Discussiepaper Business Combinations Under Common Control
Het doel van de IASB met de Discussiepaper is om diversiteit te verminderen van vrije toepassing van waarderingsmethoden in de praktijk omdat er geen heldere regels zijn voorgeschreven, de transparantie in rapportage te verbeteren en om gebruikers van jaarrekeningen betere informatie te verschaffen. Schematisch ziet de keuze tussen fair-valueaccounting en boekwaarde accounting er volgens de IASB als volgt uit.
Om dit te bereiken stelt de IASB in de discussiepaper voor dat bedrijfscombinaties onder gemeenschappelijke zeggenschap voortaan conform IFRS 3 (acquisitie-accounting) verantwoord moeten worden als wordt voldaan aan één van de volgende twee voorwaarden:
- Ofwel: als een bedrijfscombinaties onder gemeenschappelijke zeggenschap van invloed zijn op reeds bestaande minderheidsaandeelhouders van de ontvangende onderneming;
- Ofwel: als de ontvangende onderneming beursgenoteerd is.

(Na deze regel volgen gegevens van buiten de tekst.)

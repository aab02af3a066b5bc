use std::collections::{HashMap, HashSet};
use std::sync::Arc;
use std::time::Instant;

use chrono::{DateTime, Local, NaiveDate};
use serde::Serialize;
use tracing::{debug, error, info, warn};

use super::audit::{AuditHandle, AuditLog, AuditSummary, ContractChange};
use super::dates::SupplementaryData;
use super::domain::{ContractId, ContractKey, ContractStatusRecord, OverdueEntry};
use super::store::{ContractStore, StatusQuery, StoreError};
use super::transitions::{Decision, RuleConfigError, RuleKind, SupplierPolicy, TransitionRule};

const PROGRESS_INTERVAL: usize = 50;

/// One candidate's evaluation, kept for replay and debugging.
#[derive(Debug, Clone, PartialEq, Eq, Serialize)]
pub struct CandidateDecision {
    pub key: ContractKey,
    #[serde(flatten)]
    pub decision: Decision,
}

/// Outcome of a single rule run.
#[derive(Debug, Clone, PartialEq, Serialize)]
#[serde(rename_all = "camelCase")]
pub struct RunResult {
    pub rule: String,
    #[serde(skip)]
    pub kind: RuleKind,
    #[serde(skip)]
    pub source_status: String,
    #[serde(skip)]
    pub target_status: Option<String>,
    pub total_source: usize,
    pub matched_count: usize,
    pub updated_count: usize,
    pub processed_at: DateTime<Local>,
    pub updated_ids: Vec<ContractId>,
    #[serde(skip)]
    pub updated_keys: Vec<ContractKey>,
    #[serde(skip)]
    pub decisions: Vec<CandidateDecision>,
}

impl RunResult {
    fn empty(rule: &TransitionRule, processed_at: DateTime<Local>) -> Self {
        Self {
            rule: rule.kind.name().to_string(),
            kind: rule.kind,
            source_status: rule.source_status.clone(),
            target_status: rule.target_status.clone(),
            total_source: 0,
            matched_count: 0,
            updated_count: 0,
            processed_at,
            updated_ids: Vec::new(),
            updated_keys: Vec::new(),
            decisions: Vec::new(),
        }
    }

    /// Rows that qualified but were not written.
    pub fn unapplied(&self) -> usize {
        self.matched_count.saturating_sub(self.updated_count)
    }
}

#[derive(Debug, thiserror::Error)]
pub enum RunError {
    #[error("invalid rule configuration: {0}")]
    Validation(#[from] RuleConfigError),
    #[error("data store failure while {stage}")]
    Store {
        stage: &'static str,
        #[source]
        source: StoreError,
    },
}

impl RunError {
    fn store(stage: &'static str) -> impl FnOnce(StoreError) -> RunError {
        move |source| RunError::Store { stage, source }
    }
}

/// Executes any transition rule against a store, writing the audit trail as it goes.
pub struct TransitionRunner<S, L> {
    store: Arc<S>,
    audit: Arc<L>,
    policy: Arc<SupplierPolicy>,
}

impl<S, L> Clone for TransitionRunner<S, L> {
    fn clone(&self) -> Self {
        Self {
            store: Arc::clone(&self.store),
            audit: Arc::clone(&self.audit),
            policy: Arc::clone(&self.policy),
        }
    }
}

impl<S, L> TransitionRunner<S, L>
where
    S: ContractStore,
    L: AuditLog,
{
    pub fn new(store: Arc<S>, audit: Arc<L>, policy: Arc<SupplierPolicy>) -> Self {
        Self {
            store,
            audit,
            policy,
        }
    }

    pub fn store(&self) -> &Arc<S> {
        &self.store
    }

    pub fn audit(&self) -> &Arc<L> {
        &self.audit
    }

    pub fn policy(&self) -> &SupplierPolicy {
        &self.policy
    }

    /// Runs `rule` as of `current_date`. Validation happens before any store access;
    /// a store failure aborts the run and is returned after being logged.
    pub async fn run(
        &self,
        rule: &TransitionRule,
        current_date: NaiveDate,
    ) -> Result<RunResult, RunError> {
        rule.validate()?;

        let started = Instant::now();
        let log = self.audit.start_run(rule.kind.name());
        self.audit
            .append(&log, &format!("Current Date: {}", current_date.format("%Y-%m-%d")));
        self.audit.append(
            &log,
            &format!(
                "Transition: {} -> {}",
                rule.source_status,
                rule.target_label()
            ),
        );

        match self.execute(rule, current_date, &log, started).await {
            Ok(result) => {
                info!(
                    rule = %rule.kind,
                    total = result.total_source,
                    matched = result.matched_count,
                    updated = result.updated_count,
                    "transition run completed"
                );
                Ok(result)
            }
            Err(err) => {
                error!(rule = %rule.kind, error = %err, "transition run failed");
                self.audit.append_error(&log, "Handler execution failed", &err);
                Err(err)
            }
        }
    }

    async fn execute(
        &self,
        rule: &TransitionRule,
        current_date: NaiveDate,
        log: &AuditHandle,
        started: Instant,
    ) -> Result<RunResult, RunError> {
        let processed_at = Local::now();
        let mut result = RunResult::empty(rule, processed_at);

        let candidates = self
            .store
            .fetch_by_status(&StatusQuery::status(rule.source_status.as_str()))
            .await
            .map_err(RunError::store("fetching candidates"))?;
        result.total_source = candidates.len();
        self.audit.append(
            log,
            &format!(
                "Found {} contracts with status '{}'",
                candidates.len(),
                rule.source_status
            ),
        );

        if candidates.is_empty() {
            self.audit.append(log, "No contracts to process");
            self.summarize(log, &result, started);
            return Ok(result);
        }

        let mut reasons: HashMap<ContractKey, String> = HashMap::new();
        let mut qualifying: Vec<&ContractStatusRecord> = Vec::new();

        for (index, record) in candidates.iter().enumerate() {
            if index > 0 && index % PROGRESS_INTERVAL == 0 {
                self.audit.append(
                    log,
                    &format!(
                        "Progress: {index}/{} contracts checked, {} qualified",
                        candidates.len(),
                        qualifying.len()
                    ),
                );
            }

            let data = self.load_supplementary(rule.kind, &record.key).await?;
            let decision = rule.qualifies(record, &data, current_date, &self.policy);
            let verdict = if decision.qualified() {
                "QUALIFIES"
            } else {
                "SKIPPED"
            };
            self.audit.append(
                log,
                &format!(
                    "EId: {} | Type: {} | {verdict}: {}",
                    record.key.contract_id,
                    record.key.contract_type,
                    decision.reason()
                ),
            );
            debug!(
                rule = %rule.kind,
                contract_id = %record.key.contract_id,
                qualified = decision.qualified(),
                reason = decision.reason(),
                "candidate evaluated"
            );

            if decision.qualified() {
                reasons.insert(record.key.clone(), decision.reason().to_string());
                qualifying.push(record);
            }
            result.decisions.push(CandidateDecision {
                key: record.key.clone(),
                decision,
            });
        }

        result.matched_count = qualifying.len();
        self.audit.append(
            log,
            &format!(
                "{} of {} contracts qualified",
                result.matched_count, result.total_source
            ),
        );

        if qualifying.is_empty() {
            self.summarize(log, &result, started);
            return Ok(result);
        }

        let keys: Vec<ContractKey> = qualifying.iter().map(|record| record.key.clone()).collect();
        let written = match rule.target_status.as_deref() {
            Some(target) if rule.kind.changes_status() => {
                self.apply_status_change(rule, target, &keys, &reasons, log)
                    .await?
            }
            _ => self.record_overdue(&keys, current_date, log).await?,
        };

        result.updated_count = written.len();
        result.updated_ids = written.iter().map(|key| key.contract_id.clone()).collect();
        result.updated_keys = written;

        if result.unapplied() > 0 {
            warn!(
                rule = %rule.kind,
                matched = result.matched_count,
                updated = result.updated_count,
                "some qualifying contracts were not written"
            );
            self.audit.append(
                log,
                &format!(
                    "WARNING: {} qualifying contracts were not written (already present, modified concurrently or removed)",
                    result.unapplied()
                ),
            );
        }

        self.summarize(log, &result, started);
        Ok(result)
    }

    async fn load_supplementary(
        &self,
        kind: RuleKind,
        key: &ContractKey,
    ) -> Result<SupplementaryData, RunError> {
        let needs = kind.requirements();
        let mut data = SupplementaryData::default();

        if needs.commission {
            data.commission = self
                .store
                .fetch_commission(key)
                .await
                .map_err(RunError::store("loading commission record"))?;
        }
        if needs.detail {
            data.detail = self
                .store
                .fetch_contract_detail(key)
                .await
                .map_err(RunError::store("loading contract detail"))?;
        }
        if needs.objection {
            data.objection = self
                .store
                .fetch_objection(&key.contract_id, Some(key.contract_type))
                .await
                .map_err(RunError::store("loading objection record"))?;
        }

        Ok(data)
    }

    async fn apply_status_change(
        &self,
        rule: &TransitionRule,
        target: &str,
        keys: &[ContractKey],
        reasons: &HashMap<ContractKey, String>,
        log: &AuditHandle,
    ) -> Result<Vec<ContractKey>, RunError> {
        let written = self
            .store
            .batch_update_statuses(keys, &rule.source_status, target, Local::now())
            .await
            .map_err(RunError::store("persisting status updates"))?;

        for key in &written {
            let reason = reasons.get(key).map(String::as_str).unwrap_or_default();
            self.audit.append_change(
                log,
                &ContractChange {
                    key,
                    previous: &rule.source_status,
                    new: target,
                    reason,
                },
            );
        }
        self.audit.append(
            log,
            &format!("Updated {} contracts to '{target}'", written.len()),
        );
        Ok(written)
    }

    async fn record_overdue(
        &self,
        keys: &[ContractKey],
        current_date: NaiveDate,
        log: &AuditHandle,
    ) -> Result<Vec<ContractKey>, RunError> {
        let entries: Vec<OverdueEntry> = keys
            .iter()
            .map(|key| OverdueEntry {
                key: key.clone(),
                detected_date: current_date,
            })
            .collect();

        let inserted = self
            .store
            .insert_overdue_if_absent(&entries)
            .await
            .map_err(RunError::store("recording overdue entries"))?;

        let newly_recorded: HashSet<&ContractKey> = inserted.iter().collect();
        for key in keys {
            let line = if newly_recorded.contains(key) {
                format!(
                    "Inserted overdue record: EId: {} | Type: {}",
                    key.contract_id, key.contract_type
                )
            } else {
                format!(
                    "Already in overdue ledger: EId: {} | Type: {}",
                    key.contract_id, key.contract_type
                )
            };
            self.audit.append(log, &line);
        }
        Ok(inserted)
    }

    fn summarize(&self, log: &AuditHandle, result: &RunResult, started: Instant) {
        self.audit.append_summary(
            log,
            &AuditSummary {
                total: result.total_source,
                matched: result.matched_count,
                updated: result.updated_count,
                elapsed: started.elapsed(),
            },
        );
    }
}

Er is wel een uitzondering. Als de minderheidsaandeelhouders akkoord zijn met het toepassen van waardering op basis van boekwaarde kan afgeweken worden van acquisitie-accounting.
Comment Letters en RJ
Zoals altijd mag er feedback worden gegeven op discussiepapers. Dat is dan ook veelvuldig gebeurd. De RJ heeft als volgt gereageerd: ‘Also, the acquisition method could lead to higher costs and we are of the opinion that those costs do not justify the benefits in all 2 circumstances. We are in favour of providing an option to apply a book value method if the costs of the acquisition method do not justify the benefits of applying this measurement method.’ De RJ gaat in op de kosten-batenafweging en op de vraag of reële-waardetoepassing nu altijd beter zijn.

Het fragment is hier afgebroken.